“When he disembarked and saw the vast crowd, his heart was moved with pity for them, and he cured their sick.” So read the Gospel from Matthew on August 2. I looked around the church, the clutch of parishioners fiddling with their masks. I love the thought of Jesus being “moved with pity” for the desperate crowds flocking to him. But in moments of fear and pain, the image lands differently.
I tried to shove aside the feeling—Where are you now, Lord?—and listen to the homily that followed. It was the first time I had attended Mass in person since the start of the pandemic, and I assumed the priest, like priests everywhere must be doing, would work the global crisis into his remarks. “If you bring your needs to Jesus,” he said, “miracles can happen.” A few loaves and fish will feed a crowd of five thousand. Illnesses will be cured. The dead will be raised! If we pray and have faith, he said, we can all get “our miracles.” I waited for the other shoe to drop—What about the people who don’t get their miracles?—but it never did.

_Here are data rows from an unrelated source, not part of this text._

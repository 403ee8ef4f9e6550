//! # Meta-Event Monitor
//!
//! Counts events per type and, once per tick, compares each count against
//! the configured triggers before resetting it.
//!
//! A trigger is written `EVENT<op>THRESHOLD`, optionally followed by
//! `|command`:
//!
//! ```text
//! DP_RECEIVE_PACKET>=1000|rate-limit
//! SW_DISCONNECTED>0
//! ```
//!
//! What happens on a match is up to the [`MetaAction`] hook; the default
//! does nothing.

use nos_types::EventKind;
use serde::{Deserialize, Serialize};
use std::fmt;
use std::str::FromStr;
use std::sync::atomic::{AtomicU64, Ordering};
use std::sync::Arc;
use thiserror::Error;
use tracing::{debug, warn};

/// Comparison applied to a tick's count.
#[derive(Debug, Clone, Copy, PartialEq, Eq, Serialize, Deserialize)]
pub enum MetaCondition {
    Gt,
    Gte,
    Lt,
    Lte,
    Eq,
}

impl MetaCondition {
    #[must_use]
    pub fn holds(self, count: u64, threshold: u64) -> bool {
        match self {
            Self::Gt => count > threshold,
            Self::Gte => count >= threshold,
            Self::Lt => count < threshold,
            Self::Lte => count <= threshold,
            Self::Eq => count == threshold,
        }
    }

    #[must_use]
    pub fn symbol(self) -> &'static str {
        match self {
            Self::Gt => ">",
            Self::Gte => ">=",
            Self::Lt => "<",
            Self::Lte => "<=",
            Self::Eq => "==",
        }
    }
}

#[derive(Debug, Clone, PartialEq, Eq, Error)]
pub enum TriggerParseError {
    #[error("No comparison operator in '{0}'")]
    NoOperator(String),

    #[error("Missing event name in '{0}'")]
    NoEvent(String),

    #[error("Invalid threshold in '{0}'")]
    Threshold(String),
}

/// One configured trigger. The event is kept by name so the same list can
/// be handed to either event class.
#[derive(Debug, Clone, PartialEq, Eq, Serialize, Deserialize)]
pub struct MetaTrigger {
    pub event: String,
    pub condition: MetaCondition,
    pub threshold: u64,
    #[serde(default)]
    pub command: Option<String>,
}

impl FromStr for MetaTrigger {
    type Err = TriggerParseError;

    fn from_str(s: &str) -> Result<Self, Self::Err> {
        let (rule, command) = match s.split_once('|') {
            Some((rule, cmd)) => (rule, Some(cmd.trim().to_string()).filter(|c| !c.is_empty())),
            None => (s, None),
        };

        // Two-character operators first so ">=" is not read as ">".
        const OPERATORS: [(&str, MetaCondition); 5] = [
            (">=", MetaCondition::Gte),
            ("<=", MetaCondition::Lte),
            ("==", MetaCondition::Eq),
            (">", MetaCondition::Gt),
            ("<", MetaCondition::Lt),
        ];
        let (event, condition, threshold) = OPERATORS
            .iter()
            .find_map(|(op, cond)| {
                rule.split_once(op)
                    .map(|(event, threshold)| (event, *cond, threshold))
            })
            .ok_or_else(|| TriggerParseError::NoOperator(s.to_string()))?;

        let event = event.trim();
        if event.is_empty() {
            return Err(TriggerParseError::NoEvent(s.to_string()));
        }
        let threshold = threshold
            .trim()
            .parse()
            .map_err(|_| TriggerParseError::Threshold(s.to_string()))?;

        Ok(Self {
            event: event.to_string(),
            condition,
            threshold,
            command,
        })
    }
}

impl fmt::Display for MetaTrigger {
    fn fmt(&self, f: &mut fmt::Formatter<'_>) -> fmt::Result {
        write!(f, "{}{}{}", self.event, self.condition.symbol(), self.threshold)?;
        if let Some(cmd) = &self.command {
            write!(f, "|{cmd}")?;
        }
        Ok(())
    }
}

/// Hook invoked when a trigger matches.
pub trait MetaAction<K: EventKind>: Send + Sync {
    fn fire(&self, event: K, count: u64, trigger: &MetaTrigger);
}

/// Action that does nothing.
#[derive(Debug, Default, Clone, Copy)]
pub struct NoopMetaAction;

impl<K: EventKind> MetaAction<K> for NoopMetaAction {
    fn fire(&self, _event: K, _count: u64, _trigger: &MetaTrigger) {}
}

/// Per-type event counters, reset every tick.
pub struct EventCounters<K: EventKind> {
    counts: Vec<AtomicU64>,
    _kind: std::marker::PhantomData<fn() -> K>,
}

impl<K: EventKind> EventCounters<K> {
    #[must_use]
    pub fn new() -> Self {
        Self {
            counts: (0..K::slots()).map(|_| AtomicU64::new(0)).collect(),
            _kind: std::marker::PhantomData,
        }
    }

    pub fn incr(&self, event: K) {
        if let Some(c) = self.counts.get(event.id() as usize) {
            c.fetch_add(1, Ordering::Relaxed);
        }
    }

    #[must_use]
    pub fn get(&self, event: K) -> u64 {
        self.counts
            .get(event.id() as usize)
            .map_or(0, |c| c.load(Ordering::Relaxed))
    }

    /// Read and reset.
    pub fn take(&self, event: K) -> u64 {
        self.counts
            .get(event.id() as usize)
            .map_or(0, |c| c.swap(0, Ordering::AcqRel))
    }
}

impl<K: EventKind> Default for EventCounters<K> {
    fn default() -> Self {
        Self::new()
    }
}

/// Triggers resolved for one event class.
pub struct MetaMonitor<K: EventKind> {
    triggers: Vec<(K, MetaTrigger)>,
    action: Arc<dyn MetaAction<K>>,
}

impl<K: EventKind> MetaMonitor<K> {
    /// Resolve `triggers` against this class. Triggers naming an event of
    /// the other class are dropped with a warning.
    pub fn new(triggers: &[MetaTrigger], action: Arc<dyn MetaAction<K>>) -> Self {
        let triggers = triggers
            .iter()
            .filter_map(|t| match K::from_name(&t.event) {
                Some(event) => Some((event, t.clone())),
                None => {
                    warn!("[{}] Ignoring meta trigger for unknown event {}", K::CLASS.tag(), t);
                    None
                }
            })
            .collect();
        Self { triggers, action }
    }

    #[must_use]
    pub fn triggers(&self) -> usize {
        self.triggers.len()
    }

    /// Evaluate every trigger against the counts since the last tick, then
    /// reset all counters. Returns the number of triggers that fired.
    pub fn tick(&self, counters: &EventCounters<K>) -> usize {
        let mut fired = 0;
        for &event in K::ALL {
            let count = counters.take(event);
            for (_, trigger) in self.triggers.iter().filter(|(e, _)| *e == event) {
                if trigger.condition.holds(count, trigger.threshold) {
                    debug!("[{}] Meta trigger {} fired (count {})", K::CLASS.tag(), trigger, count);
                    self.action.fire(event, count, trigger);
                    fired += 1;
                }
            }
        }
        fired
    }
}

It’s not the priest’s fault that to me on that day, the homily felt extra-useless. It came on the anniversary of my dad’s death, twenty-one years ago. My family had decided to attend Mass in person for that reason. I looked around again at the small group of parishioners. I couldn’t read their faces behind their masks.
The masks. I didn’t realize how hard it would be to see people attending Mass like this. Faces I’ve known for years, obscured for protection. Their songs muffled but faithfully sung. No sign of peace. Suddenly, we were all very fragile, not people in bodies but bodies that could hurt. An elderly parishioner approached the altar, bowed, and prepared to serve as a Eucharistic minister.